• [PROBLEM] Without a single alteration, write the listing out again.
== == ==
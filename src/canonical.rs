//! Path canonicalization.
//!
//! Resolves arbitrary path input to an absolute, symlink-free form.
//! Relative input is resolved against the current working directory.
//! This is the one place in the crate that touches the filesystem during
//! path computation; failures propagate to the caller unchanged.

use crate::error::{PathError, Result};
use std::path::{Path, PathBuf};

/// Canonicalize `path` to an absolute, fully-resolved form.
///
/// Uses `dunce` so Windows results come back as legacy drive-letter
/// paths rather than `\\?\` verbatim paths.
pub fn canonicalize(path: impl AsRef<Path>) -> Result<PathBuf> {
    let path = path.as_ref();

    if path.as_os_str().is_empty() {
        return Err(PathError::EmptyInput { arg: "path" });
    }

    let resolved = dunce::canonicalize(path).map_err(|source| PathError::Filesystem {
        path: path.to_path_buf(),
        source,
    })?;

    tracing::trace!(input = %path.display(), resolved = %resolved.display(), "canonicalized path");

    Ok(resolved)
}

/// Canonicalize `path` and return it as a `String`.
///
/// Paths that are not valid Unicode are lossily converted; the relative
/// path routines operate on text, matching the platform convention of
/// textual path exchange.
pub fn canonical_string(path: impl AsRef<Path>) -> Result<String> {
    let resolved = canonicalize(path)?;
    Ok(resolved.to_string_lossy().into_owned())
}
== == ==
• [EXERCISE OUTPUT]
filename src/canonical.rs
//! Path canonicalization.
//!
//! Resolves arbitrary path input to an absolute, symlink-free form.
//! Relative input is resolved against the current working directory.
//! This is the one place in the crate that touches the filesystem during
//! path computation; failures propagate to the caller unchanged.

use crate::error::{PathError, Result};
use std::path::{Path, PathBuf};

/// Canonicalize `path` to an absolute, fully-resolved form.
///
/// Uses `dunce` so Windows results come back as legacy drive-letter
/// paths rather than `\\?\` verbatim paths.
pub fn canonicalize(path: impl AsRef<Path>) -> Result<PathBuf> {
    let path = path.as_ref();

    if path.as_os_str().is_empty() {
        return Err(PathError::EmptyInput { arg: "path" });
    }

    let resolved = dunce::canonicalize(path).map_err(|source| PathError::Filesystem {
        path: path.to_path_buf(),
        source,
    })?;

    tracing::trace!(input = %path.display(), resolved = %resolved.display(), "canonicalized path");

    Ok(resolved)
}

/// Canonicalize `path` and return it as a `String`.
///
/// Paths that are not valid Unicode are lossily converted; the relative
/// path routines operate on text, matching the platform convention of
/// textual path exchange.
pub fn canonical_string(path: impl AsRef<Path>) -> Result<String> {
    let resolved = canonicalize(path)?;
    Ok(resolved.to_string_lossy().into_owned())
}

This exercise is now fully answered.